The solemn men who gather at our flat fall silent as my husband draws his final breath. A prickly chill, like the first wave of a fever, washes over me as I realize my husband is gone. The sorrow tightens my chest and clamps down, squeezing until I think my body will snap in two. I sway on my feet and believe I will faint. Only the invisible force of my will keeps me upright. Dark blood still seeps from his abdomen and a sharp metallic scent clings to the air.
For two days my husband had been one of the waking dead, suffering a cruel and lingering death. Though I was not present at the duel where he fought to defend my honor, the image of Alexander collapsing, his blood staining the snow crimson, haunts my every thought. I have slid into despair, veering between hysteria and hopelessness, while Alexander’s wound festered and his once vibrant face distorted with agony.
His friends stand in a semicircle around his body, backs erect, mouths set in stern lines, and expressions stoic even as their eyes dampen with tears.
“What a waste,” I hear one of them mutter. “A genius lost over a woman.”
The words echo in my head. I was the wife of a distinguished man of letters, the greatest in our land, and I let his life slip through my fingers.

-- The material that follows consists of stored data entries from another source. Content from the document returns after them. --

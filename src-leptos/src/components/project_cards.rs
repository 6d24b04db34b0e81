//! Staggered list of project cards

use super::ProjectCard;
use crate::motion::{self, MotionConfig, Stagger};
use leptos::prelude::*;
use project_cards_types::Project;
use std::time::Duration;

/// One rendered list slot.
#[derive(Debug, Clone, PartialEq)]
pub struct CardEntry {
    /// Render key, the project id
    pub key: String,
    /// Entrance delay for this position
    pub delay: Duration,
    pub project: Project,
}

/// Pair each project with its key and entrance delay, keeping input order.
pub fn card_entries(projects: Vec<Project>, entrance: &Stagger) -> Vec<CardEntry> {
    projects
        .into_iter()
        .enumerate()
        .map(|(index, project)| CardEntry {
            key: project.id.clone(),
            delay: entrance.delay_for(index),
            project,
        })
        .collect()
}

/// Renders one `ProjectCard` per project, in order.
///
/// Motion timing comes from the `config` prop, then a `MotionConfig` in
/// context, then the defaults. The generated stylesheet is embedded so the
/// list needs no global CSS.
#[component]
pub fn ProjectCards(
    #[prop(into)] projects: Signal<Vec<Project>>,
    #[prop(optional)] config: Option<MotionConfig>,
) -> impl IntoView {
    let config = config.or_else(use_context::<MotionConfig>).unwrap_or_default();
    // Cards resolve their own timing from context.
    provide_context(config);
    let css = motion::stylesheet(&config);

    view! {
        <div class="project-cards">
            <style>{css}</style>
            <div class="project-cards__list">
                <For
                    each=move || card_entries(projects.get(), &config.entrance)
                    key=|entry| entry.key.clone()
                    children=move |entry: CardEntry| {
                        view! {
                            <div
                                class="project-cards__entry"
                                style=format!("animation-delay: {}ms", entry.delay.as_millis())
                            >
                                <ProjectCard project=entry.project />
                            </div>
                        }
                    }
                />
            </div>
        </div>
    }
}

#[cfg(test)]
mod tests {
    use super::*;
    use project_cards_types::PaymentStatus;

    fn projects(ids: &[&str]) -> Vec<Project> {
        ids.iter()
            .map(|id| Project::new(*id, format!("Project {id}"), "$20/hr", PaymentStatus::NotPaid))
            .collect()
    }

    #[test]
    fn test_one_entry_per_project_in_order() {
        let entries = card_entries(projects(&["c", "a", "b"]), &MotionConfig::default().entrance);

        assert_eq!(entries.len(), 3);
        let keys: Vec<_> = entries.iter().map(|e| e.key.as_str()).collect();
        assert_eq!(keys, vec!["c", "a", "b"]);
        assert_eq!(entries[1].project.title, "Project a");
    }

    #[test]
    fn test_entrance_delays_are_staggered() {
        let entries = card_entries(projects(&["a", "b", "c"]), &Stagger::new(300, 100));
        let delays: Vec<_> = entries.iter().map(|e| e.delay.as_millis()).collect();
        assert_eq!(delays, vec![300, 400, 500]);
    }

    #[test]
    fn test_empty_list_has_no_entries() {
        assert!(card_entries(Vec::new(), &MotionConfig::default().entrance).is_empty());
    }

    #[test]
    fn test_duplicate_ids_still_render() {
        let entries = card_entries(projects(&["a", "a"]), &MotionConfig::default().entrance);
        assert_eq!(entries.len(), 2);
    }
}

These men suppose I care only for material comforts and romantic diversions and don’t believe I possess the wits about me to appreciate my husband’s talent. Rumormongers have convinced them I love the empty-headed Georges d’Anthès or have fallen prey to the advances of our iron-jawed tsar. They consider my behavior traitorous, as terrible in its own way as if I had joined the ranks of the Napoleonic soldiers who once threatened our very heartland.
I will confess to basking too long in the attention of Georges and even the tsar himself, yet I am no Jezebel, merely human, as vulnerable to flattery as any other creature. Much as I may wish to do so, I cannot change the past. The damage is done. A fresh wave of tears threatens and subsides, as though nothing remains inside me to expel. I wonder how long I will live with the torment of my guilt and the censure of those who claim to love my husband.